Apparently I have the stargazing sort of chickens. It’s summertime. It’s warm. It’s all good. I’ll let it go. For now.

For the record, this other set of chickens, the ones in the old coop, and all chickens I’ve had for seven years, go in their coop at night, stand on their roosting poles, and stay there till morning. Whether (and how) they actually sleep I cannot say, and one could debate whether or not they need their beauty sleep. These hens do not look like they are sleeping but maybe they were disturbed by someone who came along with a flash camera…

hens at night.jpg

Old Gray, standing behind, has clearly lost her position of dominance.

The only time we have had chickens in the new coop – night or day — is when we cornered them, grabbed them and put them in there. So imagine my surprise when I walked toward them (and it’s a dry day, no less) and saw a volunteer standing inside. I was so excited to see this, I ran up to take a picture.

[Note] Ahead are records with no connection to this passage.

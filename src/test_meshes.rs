//! Small fixture meshes shared by the unit tests.
use crate::elements::{ElemBuffer, ElemId};
use crate::{Mesh, Vec3};

fn build(positions: &[[f64; 3]], faces: &[&[usize]]) -> Mesh {
    Mesh::from_face_list(
        positions.iter().map(|p| Vec3::new(p[0], p[1], p[2])),
        faces.iter().map(|f| f.iter().copied()),
    )
    .unwrap()
}

/// Right triangle in the XY plane, facing +Z.
pub fn triangle() -> Mesh {
    build(&[[0.0, 0.0, 0.0], [1.0, 0.0, 0.0], [0.0, 1.0, 0.0]], &[&[0, 1, 2]])
}

/// Unit square in the XY plane, facing +Z.
pub fn square() -> Mesh {
    build(
        &[
            [0.0, 0.0, 0.0],
            [1.0, 0.0, 0.0],
            [1.0, 1.0, 0.0],
            [0.0, 1.0, 0.0],
        ],
        &[&[0, 1, 2, 3]],
    )
}

/// Unit square split along the 0-2 diagonal. Edges are numbered 0-1, 1-2,
/// 2-0, 2-3, 3-0.
pub fn two_triangles() -> Mesh {
    build(
        &[
            [0.0, 0.0, 0.0],
            [1.0, 0.0, 0.0],
            [1.0, 1.0, 0.0],
            [0.0, 1.0, 0.0],
        ],
        &[&[0, 1, 2], &[0, 2, 3]],
    )
}

/// Three triangles hinged on the 0-1 edge.
pub fn fan_of_three() -> Mesh {
    build(
        &[
            [0.0, 0.0, 0.0],
            [1.0, 0.0, 0.0],
            [0.5, 1.0, 0.0],
            [0.5, -1.0, 0.0],
            [0.5, 0.0, 1.0],
        ],
        &[&[0, 1, 2], &[1, 0, 3], &[0, 1, 4]],
    )
}

/// `nx` by `ny` quads of unit size in the XY plane, vertices numbered row by
/// row.
pub fn grid(nx: usize, ny: usize) -> Mesh {
    let width = nx + 1;
    let mut positions = Vec::new();
    for j in 0..=ny {
        for i in 0..=nx {
            positions.push(Vec3::new(i as f64, j as f64, 0.0));
        }
    }

    let mut faces = Vec::new();
    for j in 0..ny {
        for i in 0..nx {
            let a = j * width + i;
            faces.push(vec![a, a + 1, a + 1 + width, a + width]);
        }
    }

    Mesh::from_face_list(positions, faces.into_iter().map(|f| f.into_iter())).unwrap()
}

/// Every active vertex, edge and face.
pub fn all_geom(mesh: &Mesh) -> ElemBuffer {
    let mut buffer = ElemBuffer::new();
    buffer.extend(mesh.vert_ids().map(ElemId::Vert));
    buffer.extend(mesh.edge_ids().map(ElemId::Edge));
    buffer.extend(mesh.face_ids().map(ElemId::Face));
    buffer
}
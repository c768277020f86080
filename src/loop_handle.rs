use crate::edge_handle::EdgeHandle;
use crate::face_handle::FaceHandle;
use crate::iterators::{FaceLoopIter, RadialLoopIter};
use crate::vert_handle::VertHandle;

use crate::{LoopId, LoopMetaData, Mesh};

/// A face corner. The loop starts at [`LoopHandle::vert`] and runs along
/// [`LoopHandle::edge`] towards the vertex of [`LoopHandle::next`].
#[derive(Clone, Copy)]
pub struct LoopHandle<'r> {
    id: LoopId,
    mesh: &'r Mesh,
}

impl<'r> LoopHandle<'r> {
    pub(crate) fn new(id: LoopId, mesh: &'r Mesh) -> Self {
        debug_assert!(!id.is_absent());
        Self { id, mesh }
    }

    pub fn id(&self) -> LoopId {
        self.id
    }

    pub fn is_active(&self) -> bool {
        self.metadata().is_active
    }

    pub fn vert(&self) -> VertHandle<'r> {
        VertHandle::new(self.metadata().vert_id, self.mesh)
    }

    pub fn edge(&self) -> EdgeHandle<'r> {
        EdgeHandle::new(self.metadata().edge_id, self.mesh)
    }

    pub fn face(&self) -> FaceHandle<'r> {
        FaceHandle::new(self.metadata().face_id, self.mesh)
    }

    pub fn next(&self) -> LoopHandle<'r> {
        LoopHandle::new(self.metadata().next_id, self.mesh)
    }

    pub fn prev(&self) -> LoopHandle<'r> {
        LoopHandle::new(self.metadata().prev_id, self.mesh)
    }

    pub fn radial_next(&self) -> LoopHandle<'r> {
        LoopHandle::new(self.metadata().radial_next_id, self.mesh)
    }

    pub fn radial_prev(&self) -> LoopHandle<'r> {
        LoopHandle::new(self.metadata().radial_prev_id, self.mesh)
    }

    /// Iterate over the loops of the owning face, starting here.
    pub fn face_loop(&self) -> FaceLoopIter<'r> {
        FaceLoopIter::new(self.id, self.mesh)
    }

    /// Iterate over the loops of every face sharing this loop's edge.
    pub fn radial_loop(&self) -> RadialLoopIter<'r> {
        RadialLoopIter::new(self.id, self.mesh)
    }

    fn metadata(&self) -> &'r LoopMetaData {
        &self.mesh.loops_meta[self.id.to_index()]
    }
}
use crate::{EdgeId, FaceId, LoopId, Mesh, StarCycleNode, VertId};

/// WARNING: These functions can and will break invariants of the mesh,
/// use with extreme care.

/// Insert `edge_id` into the disk cycle of `vert_id`, which must be one of its
/// endpoints.
pub(crate) fn disk_append(edge_id: EdgeId, vert_id: VertId, mesh: &mut Mesh) {
    let first = mesh.verts_meta[vert_id.to_index()].edge_id;
    if first.is_absent() {
        mesh.verts_meta[vert_id.to_index()].edge_id = edge_id;
        *mesh.edges_meta[edge_id.to_index()].cycle_mut(vert_id) = StarCycleNode {
            prev_edge: edge_id,
            next_edge: edge_id,
        };
        return;
    }

    let last = mesh.edges_meta[first.to_index()].cycle(vert_id).prev_edge;
    *mesh.edges_meta[edge_id.to_index()].cycle_mut(vert_id) = StarCycleNode {
        prev_edge: last,
        next_edge: first,
    };
    mesh.edges_meta[first.to_index()].cycle_mut(vert_id).prev_edge = edge_id;
    mesh.edges_meta[last.to_index()].cycle_mut(vert_id).next_edge = edge_id;
}

/// Detach `edge_id` from the disk cycle of `vert_id`. The vertex keeps
/// pointing at a remaining edge, or at nothing if it becomes loose.
pub(crate) fn disk_remove(edge_id: EdgeId, vert_id: VertId, mesh: &mut Mesh) {
    let cycle = mesh.edges_meta[edge_id.to_index()].cycle(vert_id).clone();

    if cycle.next_edge == edge_id {
        mesh.verts_meta[vert_id.to_index()].edge_id = EdgeId::new_absent();
    } else {
        // Attach the prior and next pointers to each other, eliminating all
        // references to the current edge.
        mesh.edges_meta[cycle.prev_edge.to_index()]
            .cycle_mut(vert_id)
            .next_edge = cycle.next_edge;
        mesh.edges_meta[cycle.next_edge.to_index()]
            .cycle_mut(vert_id)
            .prev_edge = cycle.prev_edge;

        let vert = &mut mesh.verts_meta[vert_id.to_index()];
        if vert.edge_id == edge_id {
            vert.edge_id = cycle.next_edge;
        }
    }

    *mesh.edges_meta[edge_id.to_index()].cycle_mut(vert_id) = StarCycleNode {
        prev_edge: EdgeId::new_absent(),
        next_edge: EdgeId::new_absent(),
    };
}

/// Insert `loop_id` into the radial cycle of `edge_id`.
pub(crate) fn radial_append(edge_id: EdgeId, loop_id: LoopId, mesh: &mut Mesh) {
    mesh.loops_meta[loop_id.to_index()].edge_id = edge_id;

    let first = mesh.edges_meta[edge_id.to_index()].loop_id;
    if first.is_absent() {
        mesh.edges_meta[edge_id.to_index()].loop_id = loop_id;
        let l = &mut mesh.loops_meta[loop_id.to_index()];
        l.radial_next_id = loop_id;
        l.radial_prev_id = loop_id;
        return;
    }

    let last = mesh.loops_meta[first.to_index()].radial_prev_id;
    let l = &mut mesh.loops_meta[loop_id.to_index()];
    l.radial_prev_id = last;
    l.radial_next_id = first;
    mesh.loops_meta[first.to_index()].radial_prev_id = loop_id;
    mesh.loops_meta[last.to_index()].radial_next_id = loop_id;
}

/// Detach `loop_id` from the radial cycle of its edge.
pub(crate) fn radial_remove(loop_id: LoopId, mesh: &mut Mesh) {
    let l = &mesh.loops_meta[loop_id.to_index()];
    let (edge_id, next, prev) = (l.edge_id, l.radial_next_id, l.radial_prev_id);

    if next == loop_id {
        mesh.edges_meta[edge_id.to_index()].loop_id = LoopId::new_absent();
    } else {
        mesh.loops_meta[next.to_index()].radial_prev_id = prev;
        mesh.loops_meta[prev.to_index()].radial_next_id = next;

        let edge = &mut mesh.edges_meta[edge_id.to_index()];
        if edge.loop_id == loop_id {
            edge.loop_id = next;
        }
    }

    let l = &mut mesh.loops_meta[loop_id.to_index()];
    l.radial_next_id = LoopId::new_absent();
    l.radial_prev_id = LoopId::new_absent();
    l.edge_id = EdgeId::new_absent();
}

pub(crate) fn disable_vert_meta(vert_id: VertId, mesh: &mut Mesh) {
    let vert = &mut mesh.verts_meta[vert_id.to_index()];
    debug_assert!(vert.is_active);
    vert.is_active = false;
    vert.edge_id = EdgeId::new_absent();
    mesh.deleted_verts += 1;
}

pub(crate) fn disable_edge_meta(edge_id: EdgeId, mesh: &mut Mesh) {
    let edge = &mut mesh.edges_meta[edge_id.to_index()];
    debug_assert!(edge.is_active);

    // Break every single pointer in this edge.
    edge.is_active = false;
    edge.vert_ids = [VertId::new_absent(); 2];
    edge.loop_id = LoopId::new_absent();
    edge.v1_cycle = StarCycleNode {
        prev_edge: EdgeId::new_absent(),
        next_edge: EdgeId::new_absent(),
    };
    edge.v2_cycle = StarCycleNode {
        prev_edge: EdgeId::new_absent(),
        next_edge: EdgeId::new_absent(),
    };
    mesh.deleted_edges += 1;
}

pub(crate) fn disable_loop_meta(loop_id: LoopId, mesh: &mut Mesh) {
    let l = &mut mesh.loops_meta[loop_id.to_index()];
    debug_assert!(l.is_active);

    l.is_active = false;
    l.vert_id = VertId::new_absent();
    l.edge_id = EdgeId::new_absent();
    l.face_id = FaceId::new_absent();
    l.next_id = LoopId::new_absent();
    l.prev_id = LoopId::new_absent();
    l.radial_next_id = LoopId::new_absent();
    l.radial_prev_id = LoopId::new_absent();
    mesh.deleted_loops += 1;
}

pub(crate) fn disable_face_meta(face_id: FaceId, mesh: &mut Mesh) {
    let face = &mut mesh.faces_meta[face_id.to_index()];
    debug_assert!(face.is_active);

    face.is_active = false;
    face.loop_id = LoopId::new_absent();
    face.len = 0;
    mesh.deleted_faces += 1;
}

This is my first picture, before I got up close. Look! Look! A chicken in the coop!

first rooster in coop (4).jpg

I was so excited to see this chicken in the coop, so hopeful that the other chickens would take note of the example and come in as well, so fixated on getting good pictures, that I failed to see, failed to hear (even when he crowed! even when I tried to capture that crow on a video!) that this is a rooster!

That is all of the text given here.